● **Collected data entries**
☆ ☆ ☆

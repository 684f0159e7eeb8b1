//! The desktop backend, fed by the message stream of a native window.

use ::tracing::{debug, trace, warn};

use super::Backend;
use crate::{
    errors::{Error, PlatformResult, Result},
    input::mouse::{
        DeviceCore, Mode, ModeRequestNotifier, Mouse, MouseButton, MouseEvent, Point,
        RawInputHandle,
    },
    window::{WindowHandle, WindowsProcessMessage},
};

/// The platform calls the [`DesktopBackend`] needs.
///
/// [`Win32Platform`] implements this for Windows. Every call is made on the
/// thread which owns the bound window.
///
/// [`Win32Platform`]: crate::window::Win32Platform
pub trait DesktopPlatform {
    /// Starts delivery of raw mouse input (`WM_INPUT`) to `window`.
    fn register_raw_input(&mut self, window: WindowHandle) -> PlatformResult<()>;

    /// Stops delivery of raw mouse input to `window`.
    fn unregister_raw_input(&mut self, window: WindowHandle) -> PlatformResult<()>;

    /// Shows or hides the cursor. Calls are balanced by the backend.
    fn set_cursor_visible(&mut self, visible: bool);

    /// Confines the cursor to the client area of `window`.
    fn clip_cursor_to_client(&mut self, window: WindowHandle) -> PlatformResult<()>;

    /// Lets the cursor move freely again.
    fn release_cursor_clip(&mut self) -> PlatformResult<()>;

    /// Moves the cursor to a point given in client coordinates of `window`.
    fn move_cursor_to(&mut self, window: WindowHandle, point: Point) -> PlatformResult<()>;

    /// Reads the relative movement from a raw input packet. Returns `None`
    /// for packets which are not relative mouse movement (e.g. keyboard
    /// input, or absolute movement as sent over remote desktop).
    fn read_raw_motion(&mut self, input: RawInputHandle) -> PlatformResult<Option<Point>>;

    /// A callback which makes `window` receive a message soon, so that a mode
    /// change requested from another thread is applied promptly.
    fn mode_request_notifier(&self, window: WindowHandle) -> Option<ModeRequestNotifier>;
}

/// A button change reported by the window.
#[derive(Clone, Copy, Debug, PartialEq, Eq)]
pub struct ButtonEvent {
    pub button: MouseButton,
    pub pressed: bool,
    /// Cursor position in client coordinates when the button changed.
    pub at: Point,
}

/// Movement reported by the window.
#[derive(Clone, Copy, Debug, PartialEq, Eq)]
pub enum MotionEvent {
    /// The cursor is at the given client coordinates.
    Cursor(Point),
    /// A raw input packet which may contain relative movement.
    RawInput(RawInputHandle),
    /// Relative movement, already read from raw input.
    Raw(Point),
}

/// Wheel movement reported by the window.
#[derive(Clone, Copy, Debug, PartialEq, Eq)]
pub struct WheelEvent {
    pub delta: i32,
}

/// A backend driven by the messages of a native desktop window.
///
/// In [`Mode::Absolute`] the position follows the cursor messages of the
/// window. In [`Mode::Relative`] the cursor is hidden and confined to the
/// window, and movement is taken from raw input, which is unaffected by
/// pointer acceleration and by the cursor hitting the edge of the screen.
///
/// Forward every message of the window's procedure through
/// [`Mouse::process_message`]; it ignores messages which are not mouse
/// messages.
pub struct DesktopBackend<P: DesktopPlatform> {
    platform: P,
    window: Option<WindowHandle>,
    /// Last cursor position seen in absolute mode, restored when relative
    /// mode ends.
    last_position: Point,
    in_focus: bool,
    cursor_hidden: bool,
    cursor_clipped: bool,
}
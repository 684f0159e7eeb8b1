//! Mouse state for game loops.
//!
//! The producer side is fed from the host platform: the message procedure of
//! a Win32 window ([`DesktopBackend`]), the pointer notifications of an
//! app-shell window ([`ModernBackend`]), or nothing at all ([`NullBackend`]).
//! The consumer side is a snapshot, [`MouseState`], which can be polled from
//! any thread, plus a [`ButtonStateTracker`] for detecting presses and
//! releases between frames.
//!
//! Positions are reported in one of two modes. In [`Mode::Absolute`] they are
//! window client coordinates. In [`Mode::Relative`] the cursor is hidden and
//! captured, and each movement is reported once as a delta.
//!
//! [`DesktopBackend`]: input::mouse::DesktopBackend
//! [`ModernBackend`]: input::mouse::ModernBackend
//! [`NullBackend`]: input::mouse::NullBackend
//! [`MouseState`]: input::mouse::MouseState
//! [`ButtonStateTracker`]: input::mouse::ButtonStateTracker
//! [`Mode::Absolute`]: input::mouse::Mode::Absolute
//! [`Mode::Relative`]: input::mouse::Mode::Relative

pub mod errors;
pub mod input;
pub mod window;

☆ ☆ ☆

● **WORK INSTRUCTIONS**
In the records above, find the line with "The platform calls"; write out exactly that line and each one after it, stopping after the line with "fn set_cursor_visible(&mut self, visible: bool);".

● **YOUR RESPONSE**
/// The platform calls the [`DesktopBackend`] needs.
///
/// [`Win32Platform`] implements this for Windows. Every call is made on the
/// thread which owns the bound window.
///
/// [`Win32Platform`]: crate::window::Win32Platform
pub trait DesktopPlatform {
    /// Starts delivery of raw mouse input (`WM_INPUT`) to `window`.
    fn register_raw_input(&mut self, window: WindowHandle) -> PlatformResult<()>;

    /// Stops delivery of raw mouse input to `window`.
    fn unregister_raw_input(&mut self, window: WindowHandle) -> PlatformResult<()>;

    /// Shows or hides the cursor. Calls are balanced by the backend.
    fn set_cursor_visible(&mut self, visible: bool);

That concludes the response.